Ive been working on a fender deluxe 112 plus -which has a loud humm as soon you turn it on. with or without guitar plugged in or volume turned up. The two large capacitors 50v- 4700 uf seemed to move alittle bit. While the amp was on I moved the two capacitors which were connected together with a hot glue gun, and the hum stopped. I took both the capacitors out, checked them with a multimeter. they seemed to be charging with the multimeter set on 20k ohms. So I cleaned them up,along with the holes they went through, put alittle soldering paste on them and resolderd them back onto the board. When I turned the power on, the hum was gone but I could hear another noise and then 30 seconds later the fuse blew. I dont think I shorted anything out with solder paste, if you even can, but the noise I was hearing could have been the sizzle of soldering paste. After the fuse blew, I shut off the amp, unplugged it and touched the capacitors and the were very hot. Almost to hot to touch. What damage could I have done? Did I do the right thing? Any other thing I should be checking? ect.
Sounds like you put the caps in backwards.
Quote from: joecool85 on October 20, 2007, 07:54:14 AM
Sounds like you put the caps in backwards.
+1.
And very lucky they didn't explode all over you.
I just took it back apart and desolderd the caps. I did put them in right. I tested them again with my Dmm. What other tests can I do on these caps to check their condition?
I had the schemadic once but cant find it and dont remember where I downloaded it from. I've been to schematic heaven and the fender field guide but neither has this schematic. Any sites I should try? The board felt dry, I dont know if the paste I used could have squished together when I pushed the capacitors down on them to short out the caps. Any paste would have to be a good electrical conductor, wouldnt it? Dont know what I did wrong maybe I hooked one of the power lines on wrong. I really dont think so but Im going to find the schematic and double check everything before I try to plug it in again.

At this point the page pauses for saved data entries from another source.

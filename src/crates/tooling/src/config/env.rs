//! Prefixed environment variable loading
//!
//! Every accessor distinguishes "absent" (`Ok(None)`) from "present but
//! unusable" (`Err`), so a typo in a variable's value surfaces instead of
//! silently falling back to a default.

use crate::{Result, ToolingError};
use std::env;
use std::str::FromStr;

/// Reads `{prefix}{NAME}` environment variables.
#[derive(Debug, Clone)]
pub struct EnvReader {
    prefix: String,
}

impl EnvReader {
    /// Create a reader for the given prefix (e.g. `"MAESTRO_"`).
    pub fn new(prefix: impl Into<String>) -> Self {
        Self {
            prefix: prefix.into(),
        }
    }

    /// Full variable name for `name`, uppercased and prefixed.
    ///
    /// ```rust
    /// use tooling::config::EnvReader;
    ///
    /// let env = EnvReader::new("MAESTRO_");
    /// assert_eq!(env.key("oracle_model"), "MAESTRO_ORACLE_MODEL");
    /// ```
    pub fn key(&self, name: &str) -> String {
        format!("{}{}", self.prefix, name.to_uppercase())
    }

    /// Reader for a nested section, e.g. `MAESTRO_` + `MOPIDY_`.
    ///
    /// ```rust
    /// use tooling::config::EnvReader;
    ///
    /// let env = EnvReader::new("MAESTRO_").nested("mopidy_");
    /// assert_eq!(env.key("endpoint"), "MAESTRO_MOPIDY_ENDPOINT");
    /// ```
    pub fn nested(&self, segment: &str) -> EnvReader {
        EnvReader::new(self.key(segment))
    }

    /// Raw string value. Empty values count as absent.
    pub fn string(&self, name: &str) -> Result<Option<String>> {
        let key = self.key(name);
        match env::var(&key) {
            Ok(val) if val.trim().is_empty() => Ok(None),
            Ok(val) => Ok(Some(val)),
            Err(env::VarError::NotPresent) => Ok(None),
            Err(env::VarError::NotUnicode(_)) => Err(ToolingError::Env {
                key,
                reason: "contains invalid UTF-8".to_string(),
            }),
        }
    }

    /// String value with a default.
    pub fn string_or(&self, name: &str, default: impl Into<String>) -> Result<String> {
        Ok(self.string(name)?.unwrap_or_else(|| default.into()))
    }

    /// Parsed value.
    pub fn parse<T>(&self, name: &str) -> Result<Option<T>>
    where
        T: FromStr,
        T::Err: std::fmt::Display,
    {
        match self.string(name)? {
            Some(val) => val.trim().parse::<T>().map(Some).map_err(|e| ToolingError::Env {
                key: self.key(name),
                reason: format!("failed to parse {:?}: {}", val, e),
            }),
            None => Ok(None),
        }
    }

    /// Boolean value.
    ///
    /// Accepts `true/1/yes/on` and `false/0/no/off`, case-insensitively.
    pub fn flag(&self, name: &str) -> Result<Option<bool>> {
        match self.string(name)? {
            Some(val) => match val.trim().to_lowercase().as_str() {
                "true" | "1" | "yes" | "on" => Ok(Some(true)),
                "false" | "0" | "no" | "off" => Ok(Some(false)),
                _ => Err(ToolingError::Env {
                    key: self.key(name),
                    reason: format!("invalid boolean {:?}", val),
                }),
            },
            None => Ok(None),
        }
    }

    /// Comma-separated list; surrounding whitespace and empty items are dropped.
    pub fn list(&self, name: &str) -> Result<Option<Vec<String>>> {
        Ok(self.string(name)?.map(|val| {
            val.split(',')
                .map(str::trim)
                .filter(|s| !s.is_empty())
                .map(str::to_string)
                .collect()
        }))
    }
}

What solder paste are you talking about?
Flux?
Flux is essentially a cleaning agent. I've never thought about it being electrically conductive. Can't answer that.
With rosin core solder I've never had to use any extra flux for any electrical connection.
I believe the schematic can be found from Fender's website under the section titled "support - amplifier schematics". If not, PM me.
With that large amount of hum, and the Caps getting hot it could be that the rectifier is (partly) shorted and you are getting a high ac ripple. Check it out using the diode function on your DMM.